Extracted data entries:
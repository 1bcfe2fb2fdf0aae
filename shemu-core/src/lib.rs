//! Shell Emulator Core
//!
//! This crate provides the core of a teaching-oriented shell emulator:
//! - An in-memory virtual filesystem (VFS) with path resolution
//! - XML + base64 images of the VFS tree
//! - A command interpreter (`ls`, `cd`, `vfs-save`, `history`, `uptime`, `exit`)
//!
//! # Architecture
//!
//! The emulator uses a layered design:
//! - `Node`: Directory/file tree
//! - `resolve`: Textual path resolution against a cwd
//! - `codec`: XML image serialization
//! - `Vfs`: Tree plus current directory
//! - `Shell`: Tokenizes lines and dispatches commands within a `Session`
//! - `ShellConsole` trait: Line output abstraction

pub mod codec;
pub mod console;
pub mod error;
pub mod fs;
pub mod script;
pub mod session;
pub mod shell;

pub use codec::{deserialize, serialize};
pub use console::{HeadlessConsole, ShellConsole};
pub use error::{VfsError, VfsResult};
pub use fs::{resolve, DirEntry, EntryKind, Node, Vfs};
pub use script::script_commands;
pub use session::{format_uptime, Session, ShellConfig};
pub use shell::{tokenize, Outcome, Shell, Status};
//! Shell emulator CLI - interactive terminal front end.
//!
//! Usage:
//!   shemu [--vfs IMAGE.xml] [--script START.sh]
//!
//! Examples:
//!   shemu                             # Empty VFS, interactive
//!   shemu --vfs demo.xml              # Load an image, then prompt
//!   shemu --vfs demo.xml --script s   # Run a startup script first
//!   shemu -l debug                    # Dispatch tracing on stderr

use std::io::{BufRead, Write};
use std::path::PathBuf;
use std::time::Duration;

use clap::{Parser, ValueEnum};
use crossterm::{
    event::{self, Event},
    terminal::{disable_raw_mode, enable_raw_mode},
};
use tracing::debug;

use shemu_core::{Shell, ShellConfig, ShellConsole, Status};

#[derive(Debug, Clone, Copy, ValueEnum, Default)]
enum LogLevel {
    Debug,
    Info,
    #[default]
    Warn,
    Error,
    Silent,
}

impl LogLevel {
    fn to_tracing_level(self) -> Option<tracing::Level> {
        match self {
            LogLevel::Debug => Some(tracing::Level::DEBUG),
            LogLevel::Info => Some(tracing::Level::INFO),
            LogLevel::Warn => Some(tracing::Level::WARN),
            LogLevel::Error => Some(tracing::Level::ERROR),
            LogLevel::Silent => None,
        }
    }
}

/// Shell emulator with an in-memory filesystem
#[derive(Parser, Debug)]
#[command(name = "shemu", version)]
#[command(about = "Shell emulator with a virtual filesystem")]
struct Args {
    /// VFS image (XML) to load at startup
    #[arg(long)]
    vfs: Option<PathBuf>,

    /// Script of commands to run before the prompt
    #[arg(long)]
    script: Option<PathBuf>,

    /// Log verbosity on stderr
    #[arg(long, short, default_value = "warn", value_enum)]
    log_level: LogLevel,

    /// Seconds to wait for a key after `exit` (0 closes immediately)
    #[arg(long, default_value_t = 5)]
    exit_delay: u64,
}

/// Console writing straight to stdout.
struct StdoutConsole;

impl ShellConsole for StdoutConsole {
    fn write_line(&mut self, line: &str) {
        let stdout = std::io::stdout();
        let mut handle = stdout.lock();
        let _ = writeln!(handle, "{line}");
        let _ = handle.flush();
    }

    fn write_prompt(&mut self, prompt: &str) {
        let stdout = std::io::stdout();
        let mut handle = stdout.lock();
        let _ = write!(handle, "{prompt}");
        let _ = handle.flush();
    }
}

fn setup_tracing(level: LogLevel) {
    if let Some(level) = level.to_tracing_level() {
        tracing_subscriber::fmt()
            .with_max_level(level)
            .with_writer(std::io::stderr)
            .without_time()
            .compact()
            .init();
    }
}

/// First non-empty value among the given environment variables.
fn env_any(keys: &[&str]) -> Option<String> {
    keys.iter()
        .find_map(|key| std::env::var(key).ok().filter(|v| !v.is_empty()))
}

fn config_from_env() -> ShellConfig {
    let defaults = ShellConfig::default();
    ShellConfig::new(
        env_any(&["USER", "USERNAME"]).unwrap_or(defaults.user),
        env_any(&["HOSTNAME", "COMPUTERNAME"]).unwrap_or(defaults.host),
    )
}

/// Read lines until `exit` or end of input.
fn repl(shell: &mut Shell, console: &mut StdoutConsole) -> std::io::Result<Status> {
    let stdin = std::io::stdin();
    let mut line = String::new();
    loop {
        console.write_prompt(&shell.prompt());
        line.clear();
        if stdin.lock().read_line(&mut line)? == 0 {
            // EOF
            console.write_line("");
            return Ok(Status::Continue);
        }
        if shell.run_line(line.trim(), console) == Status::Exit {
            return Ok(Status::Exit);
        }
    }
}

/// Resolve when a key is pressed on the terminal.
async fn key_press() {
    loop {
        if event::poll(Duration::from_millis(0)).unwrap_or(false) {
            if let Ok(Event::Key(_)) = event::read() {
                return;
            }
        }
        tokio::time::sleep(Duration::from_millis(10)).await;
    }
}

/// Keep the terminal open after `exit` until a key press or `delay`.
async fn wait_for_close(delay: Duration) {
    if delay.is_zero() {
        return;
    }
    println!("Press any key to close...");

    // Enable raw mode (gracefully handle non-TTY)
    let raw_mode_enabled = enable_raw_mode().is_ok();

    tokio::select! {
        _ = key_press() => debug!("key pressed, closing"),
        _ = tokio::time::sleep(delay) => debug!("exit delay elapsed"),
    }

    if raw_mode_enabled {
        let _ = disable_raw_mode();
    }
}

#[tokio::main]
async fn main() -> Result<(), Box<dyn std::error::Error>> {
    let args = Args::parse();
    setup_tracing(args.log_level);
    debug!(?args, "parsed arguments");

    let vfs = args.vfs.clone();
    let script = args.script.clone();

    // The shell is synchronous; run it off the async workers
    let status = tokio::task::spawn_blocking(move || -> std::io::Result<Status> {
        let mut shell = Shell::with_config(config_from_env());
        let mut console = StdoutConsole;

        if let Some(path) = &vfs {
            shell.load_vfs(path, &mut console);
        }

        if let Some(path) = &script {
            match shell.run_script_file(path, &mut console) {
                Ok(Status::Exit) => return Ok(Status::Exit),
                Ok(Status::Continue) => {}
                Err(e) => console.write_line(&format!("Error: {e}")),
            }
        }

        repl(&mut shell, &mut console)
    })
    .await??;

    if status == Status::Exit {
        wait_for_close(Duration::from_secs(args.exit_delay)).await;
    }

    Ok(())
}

**WORK REQUEST:** All of the data above should be set down again exactly.

**YOUR SOLUTION:**
repository 1bcfe2fb2fdf0aae
filename shemu-core/src/lib.rs
//! Shell Emulator Core
//!
//! This crate provides the core of a teaching-oriented shell emulator:
//! - An in-memory virtual filesystem (VFS) with path resolution
//! - XML + base64 images of the VFS tree
//! - A command interpreter (`ls`, `cd`, `vfs-save`, `history`, `uptime`, `exit`)
//!
//! # Architecture
//!
//! The emulator uses a layered design:
//! - `Node`: Directory/file tree
//! - `resolve`: Textual path resolution against a cwd
//! - `codec`: XML image serialization
//! - `Vfs`: Tree plus current directory
//! - `Shell`: Tokenizes lines and dispatches commands within a `Session`
//! - `ShellConsole` trait: Line output abstraction

pub mod codec;
pub mod console;
pub mod error;
pub mod fs;
pub mod script;
pub mod session;
pub mod shell;

pub use codec::{deserialize, serialize};
pub use console::{HeadlessConsole, ShellConsole};
pub use error::{VfsError, VfsResult};
pub use fs::{resolve, DirEntry, EntryKind, Node, Vfs};
pub use script::script_commands;
pub use session::{format_uptime, Session, ShellConfig};
pub use shell::{tokenize, Outcome, Shell, Status};
//! Shell emulator CLI - interactive terminal front end.
//!
//! Usage:
//!   shemu [--vfs IMAGE.xml] [--script START.sh]
//!
//! Examples:
//!   shemu                             # Empty VFS, interactive
//!   shemu --vfs demo.xml              # Load an image, then prompt
//!   shemu --vfs demo.xml --script s   # Run a startup script first
//!   shemu -l debug                    # Dispatch tracing on stderr

use std::io::{BufRead, Write};
use std::path::PathBuf;
use std::time::Duration;

use clap::{Parser, ValueEnum};
use crossterm::{
    event::{self, Event},
    terminal::{disable_raw_mode, enable_raw_mode},
};
use tracing::debug;

use shemu_core::{Shell, ShellConfig, ShellConsole, Status};

#[derive(Debug, Clone, Copy, ValueEnum, Default)]
enum LogLevel {
    Debug,
    Info,
    #[default]
    Warn,
    Error,
    Silent,
}

impl LogLevel {
    fn to_tracing_level(self) -> Option<tracing::Level> {
        match self {
            LogLevel::Debug => Some(tracing::Level::DEBUG),
            LogLevel::Info => Some(tracing::Level::INFO),
            LogLevel::Warn => Some(tracing::Level::WARN),
            LogLevel::Error => Some(tracing::Level::ERROR),
            LogLevel::Silent => None,
        }
    }
}

/// Shell emulator with an in-memory filesystem
#[derive(Parser, Debug)]
#[command(name = "shemu", version)]
#[command(about = "Shell emulator with a virtual filesystem")]
struct Args {
    /// VFS image (XML) to load at startup
    #[arg(long)]
    vfs: Option<PathBuf>,

    /// Script of commands to run before the prompt
    #[arg(long)]
    script: Option<PathBuf>,

    /// Log verbosity on stderr
    #[arg(long, short, default_value = "warn", value_enum)]
    log_level: LogLevel,

    /// Seconds to wait for a key after `exit` (0 closes immediately)
    #[arg(long, default_value_t = 5)]
    exit_delay: u64,
}

/// Console writing straight to stdout.
struct StdoutConsole;

impl ShellConsole for StdoutConsole {
    fn write_line(&mut self, line: &str) {
        let stdout = std::io::stdout();
        let mut handle = stdout.lock();
        let _ = writeln!(handle, "{line}");
        let _ = handle.flush();
    }

    fn write_prompt(&mut self, prompt: &str) {
        let stdout = std::io::stdout();
        let mut handle = stdout.lock();
        let _ = write!(handle, "{prompt}");
        let _ = handle.flush();
    }
}

fn setup_tracing(level: LogLevel) {
    if let Some(level) = level.to_tracing_level() {
        tracing_subscriber::fmt()
            .with_max_level(level)
            .with_writer(std::io::stderr)
            .without_time()
            .compact()
            .init();
    }
}

/// First non-empty value among the given environment variables.
fn env_any(keys: &[&str]) -> Option<String> {
    keys.iter()
        .find_map(|key| std::env::var(key).ok().filter(|v| !v.is_empty()))
}

fn config_from_env() -> ShellConfig {
    let defaults = ShellConfig::default();
    ShellConfig::new(
        env_any(&["USER", "USERNAME"]).unwrap_or(defaults.user),
        env_any(&["HOSTNAME", "COMPUTERNAME"]).unwrap_or(defaults.host),
    )
}

/// Read lines until `exit` or end of input.
fn repl(shell: &mut Shell, console: &mut StdoutConsole) -> std::io::Result<Status> {
    let stdin = std::io::stdin();
    let mut line = String::new();
    loop {
        console.write_prompt(&shell.prompt());
        line.clear();
        if stdin.lock().read_line(&mut line)? == 0 {
            // EOF
            console.write_line("");
            return Ok(Status::Continue);
        }
        if shell.run_line(line.trim(), console) == Status::Exit {
            return Ok(Status::Exit);
        }
    }
}

/// Resolve when a key is pressed on the terminal.
async fn key_press() {
    loop {
        if event::poll(Duration::from_millis(0)).unwrap_or(false) {
            if let Ok(Event::Key(_)) = event::read() {
                return;
            }
        }
        tokio::time::sleep(Duration::from_millis(10)).await;
    }
}

/// Keep the terminal open after `exit` until a key press or `delay`.
async fn wait_for_close(delay: Duration) {
    if delay.is_zero() {
        return;
    }
    println!("Press any key to close...");

    // Enable raw mode (gracefully handle non-TTY)
    let raw_mode_enabled = enable_raw_mode().is_ok();

    tokio::select! {
        _ = key_press() => debug!("key pressed, closing"),
        _ = tokio::time::sleep(delay) => debug!("exit delay elapsed"),
    }

    if raw_mode_enabled {
        let _ = disable_raw_mode();
    }
}

#[tokio::main]
async fn main() -> Result<(), Box<dyn std::error::Error>> {
    let args = Args::parse();
    setup_tracing(args.log_level);
    debug!(?args, "parsed arguments");

    let vfs = args.vfs.clone();
    let script = args.script.clone();

    // The shell is synchronous; run it off the async workers
    let status = tokio::task::spawn_blocking(move || -> std::io::Result<Status> {
        let mut shell = Shell::with_config(config_from_env());
        let mut console = StdoutConsole;

        if let Some(path) = &vfs {
            shell.load_vfs(path, &mut console);
        }

        if let Some(path) = &script {
            match shell.run_script_file(path, &mut console) {
                Ok(Status::Exit) => return Ok(Status::Exit),
                Ok(Status::Continue) => {}
                Err(e) => console.write_line(&format!("Error: {e}")),
            }
        }

        repl(&mut shell, &mut console)
    })
    .await??;

    if status == Status::Exit {
        wait_for_close(Duration::from_secs(args.exit_delay)).await;
    }

    Ok(())
}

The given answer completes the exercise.